Published — August 17, 2020

Book based on Pulitzer-winning Public Integrity black-lung series to be released this week

Introduction

Six years after his three-part series on the coal industry’s efforts to deny black-lung benefits to miners won the Center for Public Integrity’s first Pulitzer Prize, Chris Hamby’s book on the subject will be released this week.

Hamby, now a reporter for The New York Times, will discuss his book, Soul Full of Coal Dust: A Fight for Breath and Justice in Appalachia, at a virtual event today at 7 p.m. Eastern time. The event will be hosted by Parnassus Books, in Hamby’s hometown of Nashville.

Amazon.com calls the book “a devastating and urgent work of investigative journalism …Decades ago, a grassroots uprising forced Congress to enact long-overdue legislation designed to virtually eradicate black lung disease and provide fair compensation to coal miners stricken with the illness. Today, however, both promises remain unfulfilled. Levels of disease have surged, the old scourge has taken an aggressive new form, and ailing miners and widows have been left behind by a dizzying legal system, denied even modest payments and medical care.”

Chris Hamby
Chris Hamby

Hamby was a reporter at Public Integrity from 2010 to 2014. His series, “Breathless and Burdened,” had immediate and far-reaching impact: Two days after publication of a story about a unit of radiologists at Johns Hopkins who routinely found no evidence of black lung after reading X-rays that showed the opposite, for example, the unit’s work was suspended pending an internal review. Two years later, the unit – supported by money from coal companies fighting miners over benefits — was disbanded and its leader, Dr. Paul Wheeler, retired.

The series prompted federal regulators to launch a quality-control program meant to identify physicians who consistently over-read or under-read X-rays — as the Hopkins doctors had — and sanction them. The U.S. Department of Labor created programs to ensure miners had better-quality medical evidence, an attempt to level the playing field that had long been tilted in favor of coal-company experts. And a Senate subcommittee held a hearing and wrote legislation that staffers hope will be enacted someday to further reform the benefits system.

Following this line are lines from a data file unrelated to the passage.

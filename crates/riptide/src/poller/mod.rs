mod epoll;
mod poll;

use std::sync::Arc;

pub use epoll::EpollPoller;
pub use poll::PollPoller;

use crate::{channel::Channel, timestamp::Timestamp};

/// Channel not yet registered with any poller.
pub(crate) const INDEX_NEW: i32 = -1;
/// Channel registered in the kernel interest set.
pub(crate) const INDEX_ADDED: i32 = 1;
/// Channel known to the poller but dropped from the kernel interest set
/// because it declared zero interest.
pub(crate) const INDEX_DELETED: i32 = 2;

/// Environment switch selecting the array-scan poller. Any non-empty value
/// turns it on; the kernel-interest-set poller is the default.
pub const USE_POLL_ENV: &str = "MUDUO_USE_POLL";

/// Demultiplexes I/O readiness for one event loop.
///
/// `poll` blocks up to `timeout_ms`, stamps each ready channel's received
/// mask, pushes the channel into `active_channels`, and returns the wallclock
/// time of wakeup. `update_channel` owns the add/modify/delete bookkeeping
/// driven by the channel's registration index. A poller keeps handles to its
/// channels but never owns their fds.
pub trait Poller: Send {
    fn poll(&mut self, timeout_ms: i32, active_channels: &mut Vec<Arc<Channel>>) -> Timestamp;

    fn update_channel(&mut self, channel: &Arc<Channel>);

    fn remove_channel(&mut self, channel: &Channel);

    fn has_channel(&self, channel: &Channel) -> bool;
}

pub(crate) fn new_default_poller() -> Box<dyn Poller> {
    if std::env::var_os(USE_POLL_ENV).is_some_and(|v| !v.is_empty()) {
        Box::new(PollPoller::new())
    } else {
        Box::new(EpollPoller::new())
    }
}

From Amazon’s review of Soul Full of Coal Dust: “Taking readers inside courtrooms, hospitals, homes tucked in Appalachian hollows, and dusty mine tunnels, Hamby exposes how coal companies have not only continually flouted a law meant to protect miners from deadly amounts of dust but also enlisted well-credentialed doctors and lawyers to help systematically deny much-needed benefits to miners. The result is a legal and medical thriller that brilliantly illuminates how a band of laborers — aided by a small group of lawyers, doctors and lay advocates, often working out of their homes or in rural clinics and tiny offices — challenged one of the world’s most powerful forces, Big Coal, and won.”